- _What the task requires_: Write out the following records exactly, each one in full.

- _Material provided_:
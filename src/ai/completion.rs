//! Chat-completion client for OpenAI-compatible endpoints.

use async_trait::async_trait;
use serde::{Deserialize, Serialize};
use thiserror::Error;

use crate::error::InsightError;
use crate::http::{Authorization, EndpointRequest, FetchResult, HttpClient};
use crate::text::truncate_for_message;

/// Default endpoint root (Groq's OpenAI-compatible API).
pub const DEFAULT_BASE_URL: &str = "https://api.groq.com/openai/v1";

/// Default model identifier.
pub const DEFAULT_MODEL: &str = "llama3-8b-8192";

/// Upper bound on generated tokens per request.
pub const MAX_TOKENS: u32 = 1024;

/// Sampling temperature for every request.
pub const TEMPERATURE: f64 = 0.2;

const ERROR_DETAIL_LIMIT: usize = 160;

/// Why a completion request produced no text.
#[derive(Debug, Clone, Error, PartialEq, Eq)]
pub enum CompletionError {
    /// No API key was configured.
    #[error("AI API key is required (set ai_api_key, REPOPULSE_AI_API_KEY, or GROQ_API_KEY)")]
    MissingApiKey,

    /// The request never produced a usable response.
    #[error("AI request transport failed: {message}")]
    Transport {
        /// Transport-level detail.
        message: String,
    },

    /// The endpoint answered with a non-success status.
    #[error("AI request failed with status {code}: {body}")]
    Status {
        /// HTTP status code.
        code: u16,
        /// Shortened response body.
        body: String,
    },

    /// The response did not carry assistant text.
    #[error("AI response did not contain assistant text")]
    EmptyResponse,
}

/// Connection settings for [`OpenAiCompletionService`].
#[derive(Clone, PartialEq, Eq)]
pub struct CompletionConfig {
    /// Endpoint root, e.g. `https://api.groq.com/openai/v1`.
    pub base_url: String,
    /// Model identifier sent with each request.
    pub model: String,
    /// Bearer credential.
    pub api_key: Option<String>,
}

impl std::fmt::Debug for CompletionConfig {
    fn fmt(&self, f: &mut std::fmt::Formatter<'_>) -> std::fmt::Result {
        f.debug_struct("CompletionConfig")
            .field("base_url", &self.base_url)
            .field("model", &self.model)
            .field("api_key", &self.api_key.as_ref().map(|_| "<redacted>"))
            .finish()
    }
}

impl Default for CompletionConfig {
    fn default() -> Self {
        Self {
            base_url: DEFAULT_BASE_URL.to_owned(),
            model: DEFAULT_MODEL.to_owned(),
            api_key: None,
        }
    }
}

impl CompletionConfig {
    /// Constructs configuration with explicit settings.
    #[must_use]
    pub fn new(
        base_url: impl Into<String>,
        model: impl Into<String>,
        api_key: Option<String>,
    ) -> Self {
        Self {
            base_url: base_url.into(),
            model: model.into(),
            api_key,
        }
    }
}

/// Sends a single-turn prompt and returns the assistant's text.
#[cfg_attr(test, mockall::automock)]
#[async_trait]
pub trait CompletionService: Send + Sync {
    /// Completes `prompt`.
    ///
    /// # Errors
    ///
    /// Returns [`CompletionError`] when no text could be obtained.
    async fn complete(&self, prompt: &str) -> Result<String, CompletionError>;
}

/// Completes `prompt`, turning any failure into a readable notice.
///
/// Feature reports embed the notice in place of the model's answer so one
/// failed call never aborts a whole run.
pub async fn complete_or_notice(service: &dyn CompletionService, prompt: &str) -> String {
    match service.complete(prompt).await {
        Ok(text) => text,
        Err(error) => {
            tracing::warn!("completion failed: {error}");
            format!("AI analysis unavailable: {error}")
        }
    }
}

/// OpenAI-compatible chat-completions client.
#[derive(Debug, Clone)]
pub struct OpenAiCompletionService {
    config: CompletionConfig,
    http: HttpClient,
}

impl OpenAiCompletionService {
    /// Creates a client from configuration.
    ///
    /// # Errors
    ///
    /// Returns [`InsightError::Configuration`] when the HTTP client cannot be
    /// built.
    pub fn new(config: CompletionConfig) -> Result<Self, InsightError> {
        let authorization = config
            .api_key
            .as_ref()
            .map(|key| Authorization::Bearer(key.clone()));
        let http = HttpClient::new(config.base_url.clone())?.with_authorization(authorization);
        Ok(Self { config, http })
    }

    fn has_api_key(&self) -> bool {
        self.config
            .api_key
            .as_deref()
            .is_some_and(|key| !key.trim().is_empty())
    }
}

#[async_trait]
impl CompletionService for OpenAiCompletionService {
    async fn complete(&self, prompt: &str) -> Result<String, CompletionError> {
        if !self.has_api_key() {
            return Err(CompletionError::MissingApiKey);
        }

        let payload = ChatCompletionsRequest {
            model: self.config.model.as_str(),
            messages: vec![ChatCompletionsMessage {
                role: "user",
                content: prompt,
            }],
            max_tokens: MAX_TOKENS,
            temperature: TEMPERATURE,
        };

        let response = match self
            .http
            .post_json(&EndpointRequest::new("/chat/completions"), &payload)
            .await
        {
            FetchResult::Success(value) => value,
            FetchResult::NotFound => {
                return Err(CompletionError::Status {
                    code: 404,
                    body: "endpoint not found".to_owned(),
                });
            }
            FetchResult::TransportError(message) => {
                return Err(CompletionError::Transport { message });
            }
            FetchResult::StatusError { code, body } => {
                return Err(CompletionError::Status {
                    code,
                    body: truncate_for_message(&body, ERROR_DETAIL_LIMIT),
                });
            }
        };

        let decoded: ChatCompletionsResponse =
            serde_json::from_value(response).map_err(|error| CompletionError::Transport {
                message: format!("AI response JSON decoding failed: {error}"),
            })?;

        decoded
            .choices
            .first()
            .and_then(|choice| parse_content_value(&choice.message.content))
            .map(str::trim)
            .filter(|content| !content.is_empty())
            .map(ToOwned::to_owned)
            .ok_or(CompletionError::EmptyResponse)
    }
}

#[derive(Debug, Serialize)]
struct ChatCompletionsRequest<'a> {
    model: &'a str,
    messages: Vec<ChatCompletionsMessage<'a>>,
    max_tokens: u32,
    temperature: f64,
}

#[derive(Debug, Serialize)]
struct ChatCompletionsMessage<'a> {
    role: &'static str,
    content: &'a str,
}

#[derive(Debug, Deserialize)]
struct ChatCompletionsResponse {
    choices: Vec<ChatChoice>,
}

#[derive(Debug, Deserialize)]
struct ChatChoice {
    message: ChatChoiceMessage,
}

#[derive(Debug, Deserialize)]
struct ChatChoiceMessage {
    content: ChatContent,
}

#[derive(Debug, Deserialize)]
#[serde(untagged)]
enum ChatContent {
    Text(String),
    Parts(Vec<ChatContentPart>),
}

#[derive(Debug, Deserialize)]
struct ChatContentPart {
    text: Option<String>,
    content: Option<String>,
}

fn parse_content_value(content: &ChatContent) -> Option<&str> {
    match content {
        ChatContent::Text(text) => Some(text.as_str()),
        ChatContent::Parts(parts) => parts
            .iter()
            .find_map(|part| part.text.as_deref().or(part.content.as_deref())),
    }
}

#[cfg(test)]
#[path = "completion_tests.rs"]
mod tests;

- _Task answer_:
filename src/ai/completion.rs
//! Chat-completion client for OpenAI-compatible endpoints.

use async_trait::async_trait;
use serde::{Deserialize, Serialize};
use thiserror::Error;

use crate::error::InsightError;
use crate::http::{Authorization, EndpointRequest, FetchResult, HttpClient};
use crate::text::truncate_for_message;

/// Default endpoint root (Groq's OpenAI-compatible API).
pub const DEFAULT_BASE_URL: &str = "https://api.groq.com/openai/v1";

/// Default model identifier.
pub const DEFAULT_MODEL: &str = "llama3-8b-8192";

/// Upper bound on generated tokens per request.
pub const MAX_TOKENS: u32 = 1024;

/// Sampling temperature for every request.
pub const TEMPERATURE: f64 = 0.2;

const ERROR_DETAIL_LIMIT: usize = 160;

/// Why a completion request produced no text.
#[derive(Debug, Clone, Error, PartialEq, Eq)]
pub enum CompletionError {
    /// No API key was configured.
    #[error("AI API key is required (set ai_api_key, REPOPULSE_AI_API_KEY, or GROQ_API_KEY)")]
    MissingApiKey,

    /// The request never produced a usable response.
    #[error("AI request transport failed: {message}")]
    Transport {
        /// Transport-level detail.
        message: String,
    },

    /// The endpoint answered with a non-success status.
    #[error("AI request failed with status {code}: {body}")]
    Status {
        /// HTTP status code.
        code: u16,
        /// Shortened response body.
        body: String,
    },

    /// The response did not carry assistant text.
    #[error("AI response did not contain assistant text")]
    EmptyResponse,
}

/// Connection settings for [`OpenAiCompletionService`].
#[derive(Clone, PartialEq, Eq)]
pub struct CompletionConfig {
    /// Endpoint root, e.g. `https://api.groq.com/openai/v1`.
    pub base_url: String,
    /// Model identifier sent with each request.
    pub model: String,
    /// Bearer credential.
    pub api_key: Option<String>,
}

impl std::fmt::Debug for CompletionConfig {
    fn fmt(&self, f: &mut std::fmt::Formatter<'_>) -> std::fmt::Result {
        f.debug_struct("CompletionConfig")
            .field("base_url", &self.base_url)
            .field("model", &self.model)
            .field("api_key", &self.api_key.as_ref().map(|_| "<redacted>"))
            .finish()
    }
}

impl Default for CompletionConfig {
    fn default() -> Self {
        Self {
            base_url: DEFAULT_BASE_URL.to_owned(),
            model: DEFAULT_MODEL.to_owned(),
            api_key: None,
        }
    }
}

impl CompletionConfig {
    /// Constructs configuration with explicit settings.
    #[must_use]
    pub fn new(
        base_url: impl Into<String>,
        model: impl Into<String>,
        api_key: Option<String>,
    ) -> Self {
        Self {
            base_url: base_url.into(),
            model: model.into(),
            api_key,
        }
    }
}

/// Sends a single-turn prompt and returns the assistant's text.
#[cfg_attr(test, mockall::automock)]
#[async_trait]
pub trait CompletionService: Send + Sync {
    /// Completes `prompt`.
    ///
    /// # Errors
    ///
    /// Returns [`CompletionError`] when no text could be obtained.
    async fn complete(&self, prompt: &str) -> Result<String, CompletionError>;
}

/// Completes `prompt`, turning any failure into a readable notice.
///
/// Feature reports embed the notice in place of the model's answer so one
/// failed call never aborts a whole run.
pub async fn complete_or_notice(service: &dyn CompletionService, prompt: &str) -> String {
    match service.complete(prompt).await {
        Ok(text) => text,
        Err(error) => {
            tracing::warn!("completion failed: {error}");
            format!("AI analysis unavailable: {error}")
        }
    }
}

/// OpenAI-compatible chat-completions client.
#[derive(Debug, Clone)]
pub struct OpenAiCompletionService {
    config: CompletionConfig,
    http: HttpClient,
}

impl OpenAiCompletionService {
    /// Creates a client from configuration.
    ///
    /// # Errors
    ///
    /// Returns [`InsightError::Configuration`] when the HTTP client cannot be
    /// built.
    pub fn new(config: CompletionConfig) -> Result<Self, InsightError> {
        let authorization = config
            .api_key
            .as_ref()
            .map(|key| Authorization::Bearer(key.clone()));
        let http = HttpClient::new(config.base_url.clone())?.with_authorization(authorization);
        Ok(Self { config, http })
    }

    fn has_api_key(&self) -> bool {
        self.config
            .api_key
            .as_deref()
            .is_some_and(|key| !key.trim().is_empty())
    }
}

#[async_trait]
impl CompletionService for OpenAiCompletionService {
    async fn complete(&self, prompt: &str) -> Result<String, CompletionError> {
        if !self.has_api_key() {
            return Err(CompletionError::MissingApiKey);
        }

        let payload = ChatCompletionsRequest {
            model: self.config.model.as_str(),
            messages: vec![ChatCompletionsMessage {
                role: "user",
                content: prompt,
            }],
            max_tokens: MAX_TOKENS,
            temperature: TEMPERATURE,
        };

        let response = match self
            .http
            .post_json(&EndpointRequest::new("/chat/completions"), &payload)
            .await
        {
            FetchResult::Success(value) => value,
            FetchResult::NotFound => {
                return Err(CompletionError::Status {
                    code: 404,
                    body: "endpoint not found".to_owned(),
                });
            }
            FetchResult::TransportError(message) => {
                return Err(CompletionError::Transport { message });
            }
            FetchResult::StatusError { code, body } => {
                return Err(CompletionError::Status {
                    code,
                    body: truncate_for_message(&body, ERROR_DETAIL_LIMIT),
                });
            }
        };

        let decoded: ChatCompletionsResponse =
            serde_json::from_value(response).map_err(|error| CompletionError::Transport {
                message: format!("AI response JSON decoding failed: {error}"),
            })?;

        decoded
            .choices
            .first()
            .and_then(|choice| parse_content_value(&choice.message.content))
            .map(str::trim)
            .filter(|content| !content.is_empty())
            .map(ToOwned::to_owned)
            .ok_or(CompletionError::EmptyResponse)
    }
}

#[derive(Debug, Serialize)]
struct ChatCompletionsRequest<'a> {
    model: &'a str,
    messages: Vec<ChatCompletionsMessage<'a>>,
    max_tokens: u32,
    temperature: f64,
}

#[derive(Debug, Serialize)]
struct ChatCompletionsMessage<'a> {
    role: &'static str,
    content: &'a str,
}

#[derive(Debug, Deserialize)]
struct ChatCompletionsResponse {
    choices: Vec<ChatChoice>,
}

#[derive(Debug, Deserialize)]
struct ChatChoice {
    message: ChatChoiceMessage,
}

#[derive(Debug, Deserialize)]
struct ChatChoiceMessage {
    content: ChatContent,
}

#[derive(Debug, Deserialize)]
#[serde(untagged)]
enum ChatContent {
    Text(String),
    Parts(Vec<ChatContentPart>),
}

#[derive(Debug, Deserialize)]
struct ChatContentPart {
    text: Option<String>,
    content: Option<String>,
}

fn parse_content_value(content: &ChatContent) -> Option<&str> {
    match content {
        ChatContent::Text(text) => Some(text.as_str()),
        ChatContent::Parts(parts) => parts
            .iter()
            .find_map(|part| part.text.as_deref().or(part.content.as_deref())),
    }
}

#[cfg(test)]
#[path = "completion_tests.rs"]
mod tests;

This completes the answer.